Let’s look at the answer in steps.
Males Inherit the Y Chromosome from Dad
First and foremost, and the most important part of using the Y chromosome for genetic genealogy is understanding that the Y chromosome is passed from father to son without any DNA being incorporated from the mother. So, in essence, the Y chromosome is passed intact.
In most western cultures, the surname is passed utilizing the same inheritance path, so the Y DNA and the surname are passed along together – hence Y DNA projects are often called surname projects. If the Y DNA is passed from father to son, without any unexpected nonpaternal events or adoptions in the mix, then the surname and the Y DNA will match since the advent of surnames in the culture where the original ancestor that adopted that surname was born.
Let’s look at England for example. Often people there adopted surnames after the Norman invasion (1066) and by the 1200s, most people had surnames. Of course, there weren’t a lot of records for normal working-class people at that time, but by the time church and parish records started to be more reliably kept, in the 1580s, give or take, surnames were well established and everyone had one. John who lived on the green was now John Green and John who lived by the brook was now John Brook. Their sons took their surnames upon birth in a traditional marital relationship.
Therefore, the Y chromosome is passed from male to male, father to son, forever, illustrated by the blue squares in the pedigree chart above…with the Y DNA almost entirely intact.
Mutations Happen – Whenever
Did you catch that word, “almost?”
Yea, it’s a “gotcha” word, but it’s also why genetic genealogy works. If it weren’t for occasional mutations, all of the Y DNA would be exactly the same, and not at all useful for genealogy. Thankfully, that’s not the case.
From time to time, a mutation occurs as the DNA is passed from father to son. We see the results of this inheritance and mutation pattern in the DNA markers we test for genetic genealogy.
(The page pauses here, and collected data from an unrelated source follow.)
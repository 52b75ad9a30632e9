use serde::{Deserialize, Serialize};

/// Seven days, the default validity window for verification requests.
pub const DEFAULT_EXPIRY_SECS: u64 = 7 * 24 * 60 * 60;

/// How far replay protection reaches.
#[derive(Debug, Clone, Copy, PartialEq, Eq, Default, Serialize, Deserialize)]
#[serde(rename_all = "snake_case")]
pub enum ReplayScope {
    /// A proof hash may be accepted once per request.
    #[default]
    PerRequest,
    /// A proof hash may be accepted once across all requests.
    Global,
}

/// Genesis configuration for a registry and verification protocol pair.
#[derive(Debug, Clone, Serialize, Deserialize)]
pub struct ProtocolConfig {
    /// Collection name reported by the registry.
    #[serde(default = "default_token_name")]
    pub token_name: String,
    /// Collection symbol reported by the registry.
    #[serde(default = "default_token_symbol")]
    pub token_symbol: String,
    /// Expiry window applied to requests created with `expiry_time == 0`.
    #[serde(default = "default_expiry_secs")]
    pub default_expiry_secs: u64,
    /// Initial value of the global submission kill switch.
    #[serde(default = "default_true")]
    pub verification_enabled: bool,
    /// Replay-protection scope for proof hashes.
    #[serde(default)]
    pub replay_scope: ReplayScope,
}

fn default_token_name() -> String {
    "Veritas Soulbound Token".into()
}
fn default_token_symbol() -> String {
    "VSBT".into()
}
fn default_expiry_secs() -> u64 {
    DEFAULT_EXPIRY_SECS
}
fn default_true() -> bool {
    true
}

impl Default for ProtocolConfig {
    fn default() -> Self {
        Self {
            token_name: default_token_name(),
            token_symbol: default_token_symbol(),
            default_expiry_secs: default_expiry_secs(),
            verification_enabled: true,
            replay_scope: ReplayScope::PerRequest,
        }
    }
}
The markers we typically use for genetic genealogy are called STR, Short Tandem Repeat, markers. They are the 12 marker, 25, 37, 67 and 111 marker panels tested by Family Tree DNA.
These types of markers mutate more rapidly than the other type of Y DNA markers typically used to determine haplogroups, known as SNPs, Single Nucleotide Polymorphisms.
STRs and SNPs
There are two primary differences between STRs and SNPS relative to genealogy.
The first difference is that STR mutations are what I call stutter or repeat mutations. Think of a copy machine that got stuck. Let’s say your DNA at a location, meaning at a specific marker, looks like this: “TAGA.” However, when the copying of that DNA for the next generation was done, 20 or 30 or 40 generations ago, long ago in a faraway place, the copy mechanism got stuck and now you have 5 “TAGA”s in a row, so “TAGATAGATAGATAGATAGA.” Now you have a value of 5 instead of a value of 1 in that marker location.
SNP mutations, on the other hand, occur at one location and are defined by one of the nucleotides, T, A, C or G that live in that location getting swapped for a different nucleotide. So, now, at that particular address, T becomes C. That’s a single nucleotide polymorphism and those changes are how haplogroups and their branches are formed. If you are interested, you can read more about haplogroups and how they are born here.
In addition to switches between nucleotides, you can also have insertions of DNA and deletions of all DNA where the value becomes 0, but for now, let’s leave it at STRs and SNPs. I wrote a detailed article about SNPs and STRs here.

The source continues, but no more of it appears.